Aby zidentyfikować czynnik wywołujący wybuch choroby Boende EVD, badacze z Institut National de Recherche Biomédicale w Kinszasie oraz w Centre International de Recherches Médicales de Franceville w Gabonie przeanalizowali osiem próbek od pacjentów podejrzanych o EDV. Na podstawie zarówno konwencjonalnego testu RT-PCR specyficznego dla filoviridae, ukierunkowanego na konserwatywny region w genie L, jak i testu RT-PCR w czasie rzeczywistym, ukierunkowanego na gen nukleoproteiny w EBOV, sześć z ośmiu próbek uzyskało wynik pozytywny dla EBOV. Sekwencjonowanie fragmentu 346-bp amplifikowanego z genu L w czterech próbkach ujawniło sekwencje wirusowe. Te cztery sekwencje były identyczne i blisko związane z wariantem EBOV, który spowodował wybuch epidemii EVD wokół Kikwit, Zair (obecnie część DRK), w 1995 r., Wskazując, że obecny wybuch epidemii w DRK był niezwiązany z trwającym wybuchem w Afryce Zachodniej ( Figura 3). Uzyskaliśmy kompletną sekwencję kodującą wirusa z próbki o najwyższym ładunku RNA i uzyskano sekwencję o długości 18 953 nukleotydów, którą nazwano EBOV / H.sap / COD / 14 / Boe-Lok zgodnie z niedawno ustalonym filowirusem wariant nomenklatury 6 (numer dostępu do GenBank, KM519951, patrz także numery GenBank KM517570.1 i KM517571.1, które otrzymano z początkowej analizy RT-PCR). Sekwencja wykazała 99,2% identyczności (różnica 0,8%, 145 mutacji) z najbardziej zbliżonym wariantem, który został wyizolowany podczas wybuchu Kikwit 1995 (EBOV / H.sap / COD / 95 / Kikwit-13709). Spośród 145 mutacji, 22 były niesynonimowe, ale żadna z nich nie indukowała istotnej zmiany w sekwencji wirusowych białek. W szczególności zaobserwowaliśmy 5 niesynonimowych mutacji w genie NP, w genie VP35, w genie VP40, 8 w genie GP, brak w genie VP30, 2 w genie VP24 i 5 w genie L.

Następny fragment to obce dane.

impl Restaurant {
    pub async fn find_by_id(conn: &Connection, id: &str) -> AppResult<Option<Self>> {
        let mut rows = conn
            .query("SELECT * FROM restaurants WHERE id = ?", [id])
            .await
            .map_err(AppError::from)?;

        match rows.next().await.map_err(AppError::from)? {
            Some(row) => Ok(Some(Self::from_row(&row).map_err(AppError::from)?)),
            None => Ok(None),
        }
    }

    pub async fn find_by_email(conn: &Connection, email: &str) -> AppResult<Option<Self>> {
        let mut rows = conn
            .query("SELECT * FROM restaurants WHERE email = ?", [email])
            .await
            .map_err(AppError::from)?;

        match rows.next().await.map_err(AppError::from)? {
            Some(row) => Ok(Some(Self::from_row(&row).map_err(AppError::from)?)),
            None => Ok(None),
        }
    }

    pub async fn create(conn: &Connection, email: &str, password_hash: &str) -> AppResult<Self> {
        let id = Uuid::new_v4().to_string();
        let now = now_ts();
        conn.execute(
            "INSERT INTO restaurants (id, email, password_hash, created_ts, updated_ts) VALUES (?, ?, ?, ?, ?)",
            libsql::params![id.clone(), email.to_string(), password_hash.to_string(), now, now],
        )
        .await
        .map_err(|e| AppError::from(e).on_conflict("Restaurant already exists"))?;

        Self::find_by_id(conn, &id)
            .await?
            .ok_or_else(|| AppError::Internal("Failed to create restaurant".to_string()))
    }

    pub async fn set_otp(
        conn: &Connection,
        id: &str,
        otp: Option<&str>,
        expire_ts: Option<i64>,
    ) -> AppResult<()> {
        conn.execute(
            "UPDATE restaurants SET otp = ?, otp_expire_ts = ?, updated_ts = ? WHERE id = ?",
            libsql::params![otp.map(|s| s.to_string()), expire_ts, now_ts(), id.to_string()],
        )
        .await
        .map_err(AppError::from)?;
        Ok(())
    }

    pub async fn mark_verified(conn: &Connection, id: &str) -> AppResult<Self> {
        conn.execute(
            "UPDATE restaurants SET is_verified = 1, otp = NULL, otp_expire_ts = NULL, updated_ts = ? WHERE id = ?",
            libsql::params![now_ts(), id.to_string()],
        )
        .await
        .map_err(AppError::from)?;

        Self::find_by_id(conn, id)
            .await?
            .ok_or_else(|| AppError::NotFound("Restaurant not found".to_string()))
    }

    pub async fn update_details(conn: &Connection, id: &str, data: RestaurantChanges) -> AppResult<Self> {
        let current = Self::find_by_id(conn, id)
            .await?
            .ok_or_else(|| AppError::NotFound("Restaurant not found".to_string()))?;

        let operating_hours = match data.operating_hours {
            Some(hours) => Some(
                serde_json::to_string(&hours).map_err(|e| AppError::Internal(e.to_string()))?,
            ),
            None => current.operating_hours,
        };

        conn.execute(
            r#"
            UPDATE restaurants SET
                name = ?,
                phone = ?,
                city = ?,
                address = ?,
                no_of_employees = ?,
                cuisine_type = ?,
                operating_hours = ?,
                image = ?,
                updated_ts = ?
            WHERE id = ?
            "#,
            libsql::params![
                data.name.or(current.name),
                data.phone.or(current.phone),
                data.city.or(current.city),
                data.address.or(current.address),
                data.no_of_employees.or(current.no_of_employees),
                data.cuisine_type.or(current.cuisine_type),
                operating_hours,
                data.image.or(current.image),
                now_ts(),
                id.to_string()
            ],
        )
        .await
        .map_err(AppError::from)?;

        Self::refresh_profile_completion(conn, id).await
    }

    pub async fn set_owner_details(conn: &Connection, id: &str, owner: &OwnerDetails) -> AppResult<Self> {
        let owner_json = serde_json::to_string(owner).map_err(|e| AppError::Internal(e.to_string()))?;

        conn.execute(
            "UPDATE restaurants SET owner_details = ?, updated_ts = ? WHERE id = ?",
            libsql::params![owner_json, now_ts(), id.to_string()],
        )
        .await
        .map_err(AppError::from)?;

        Self::refresh_profile_completion(conn, id).await
    }

    pub async fn set_legal_copy(conn: &Connection, id: &str, legal_copy: &str) -> AppResult<Self> {
        conn.execute(
            "UPDATE restaurants SET legal_copy = ?, updated_ts = ? WHERE id = ?",
            libsql::params![legal_copy.to_string(), now_ts(), id.to_string()],
        )
        .await
        .map_err(AppError::from)?;

        Self::refresh_profile_completion(conn, id).await
    }

    /// Re-evaluates `is_profile_completed` from the stored fields.
    async fn refresh_profile_completion(conn: &Connection, id: &str) -> AppResult<Self> {
        let mut restaurant = Self::find_by_id(conn, id)
            .await?
            .ok_or_else(|| AppError::NotFound("Restaurant not found".to_string()))?;

        let completed = restaurant.is_profile_complete();
        if completed != restaurant.is_profile_completed {
            conn.execute(
                "UPDATE restaurants SET is_profile_completed = ? WHERE id = ?",
                libsql::params![completed as i32, id.to_string()],
            )
            .await
            .map_err(AppError::from)?;
            restaurant.is_profile_completed = completed;
        }

        Ok(restaurant)
    }

    pub async fn list_by_approval(conn: &Connection, approved: bool) -> AppResult<Vec<Self>> {
        let mut rows = conn
            .query(
                "SELECT * FROM restaurants WHERE is_approved = ? ORDER BY created_ts DESC",
                [approved as i32],
            )
            .await
            .map_err(AppError::from)?;

        let mut restaurants = Vec::new();
        while let Some(row) = rows.next().await.map_err(AppError::from)? {
            restaurants.push(Self::from_row(&row).map_err(AppError::from)?);
        }
        Ok(restaurants)
    }

    pub async fn set_approved(conn: &Connection, id: &str, is_approved: bool) -> AppResult<Self> {
        conn.execute(
            "UPDATE restaurants SET is_approved = ?, updated_ts = ? WHERE id = ?",
            libsql::params![is_approved as i32, now_ts(), id.to_string()],
        )
        .await
        .map_err(AppError::from)?;

        Self::find_by_id(conn, id)
            .await?
            .ok_or_else(|| AppError::NotFound("Restaurant not found".to_string()))
    }

    pub async fn count_all(conn: &Connection) -> AppResult<i64> {
        let mut rows = conn
            .query("SELECT COUNT(*) FROM restaurants", ())
            .await
            .map_err(AppError::from)?;

        match rows.next().await.map_err(AppError::from)? {
            Some(row) => Ok(row.get::<i64>(0).map_err(AppError::from)?),
            None => Ok(0),
        }
    }
}

#[cfg(test)]
mod tests {
    use super::*;

    fn blank() -> Restaurant {
        Restaurant {
            id: "r1".to_string(),
            email: "owner@example.com".to_string(),
            password_hash: String::new(),
            is_verified: true,
            otp: None,
            otp_expire_ts: None,
            name: None,
            phone: None,
            city: None,
            address: None,
            no_of_employees: None,
            cuisine_type: None,
            operating_hours: None,
            image: None,
            owner_details: None,
            legal_copy: None,
            is_profile_completed: false,
            is_approved: false,
            created_ts: 0,
            updated_ts: 0,
        }
    }

    fn completed() -> Restaurant {
        let owner = OwnerDetails {
            name: "Ana".to_string(),
            email: "ana@example.com".to_string(),
            phone: "555-0100".to_string(),
            image: None,
            gender: "female".to_string(),
            dob: "1990-02-01".to_string(),
            nationality: "PT".to_string(),
        };
        let hours = vec![OperatingHours {
            day: "Monday".to_string(),
            open: "09:00".to_string(),
            close: "22:00".to_string(),
        }];

        Restaurant {
            name: Some("Tasca".to_string()),
            phone: Some("555-0101".to_string()),
            city: Some("Lisbon".to_string()),
            address: Some("Rua 1".to_string()),
            cuisine_type: Some("Portuguese".to_string()),
            operating_hours: Some(serde_json::to_string(&hours).unwrap()),
            image: Some("/uploads/a.jpg".to_string()),
            owner_details: Some(serde_json::to_string(&owner).unwrap()),
            legal_copy: Some("/uploads/license.pdf".to_string()),
            ..blank()
        }
    }

    #[test]
    fn profile_completion_requires_every_section() {
        assert!(!blank().is_profile_complete());
        assert!(completed().is_profile_complete());

        let mut no_license = completed();
        no_license.legal_copy = None;
        assert!(!no_license.is_profile_complete());

        let mut blank_name = completed();
        blank_name.name = Some("  ".to_string());
        assert!(!blank_name.is_profile_complete());

        let mut broken_owner = completed();
        broken_owner.owner_details = Some("not json".to_string());
        assert!(!broken_owner.is_profile_complete());
    }

    #[test]
    fn otp_must_match_and_be_unexpired() {
        let mut restaurant = blank();
        assert!(!restaurant.otp_matches("1234", 0));

        restaurant.otp = Some("1234".to_string());
        restaurant.otp_expire_ts = Some(100);
        assert!(restaurant.otp_matches("1234", 100));
        assert!(!restaurant.otp_matches("1234", 101));
        assert!(!restaurant.otp_matches("4321", 50));
    }

    #[test]
    fn profile_hides_credentials() {
        let mut restaurant = completed();
        restaurant.password_hash = "secret-hash".to_string();
        restaurant.otp = Some("9999".to_string());

        let json = serde_json::to_value(RestaurantProfile::from(restaurant)).unwrap();
        assert!(json.get("password_hash").is_none());
        assert!(json.get("otp").is_none());
        assert_eq!(json["owner_details"]["nationality"], "PT");
        assert_eq!(json["operating_hours"][0]["day"], "Monday");
    }
}
pub mod analytics;
pub mod config;
pub mod db;
pub mod error;
pub mod middleware;
pub mod models;
pub mod routes;
pub mod services;
pub mod storage;

pub use config::Config;
pub use error::{AppError, AppResult};
pub use routes::{create_router, AppState};
pub mod credentials;
pub mod email;
pub mod token;

pub use credentials::{generate_otp, hash_password, verify_password};
pub use email::EmailService;
pub use token::{Claims, TokenKind, TokenService};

Następnie wykonaliśmy wysokoprzepustowe sekwencjonowanie na dwóch dodatnich próbkach po losowej amplifikacji wyekstrahowanego całkowitego RNA z próbek surowicy
[podobne: Gliwice kto nie może zostać dawcą szpiku, kto nie może zostać dawcą szpiku, peeling kwasem salicylowym ]
Comments are closed.
Powiązane tematy z artykułem: kto nie może zostać dawcą szpiku nerwiak zarodkowy peeling kwasem salicylowym
[..] Artukul zawiera odniesienia do tresci: marketing medyczny[…]
najlepszy jest olej z konopi siewnej
[..] Oznaczono ponizsze tresci z artykulu oryginalnego: skóra[…]
Nic mi sie nie dzieje od momentu wizyty.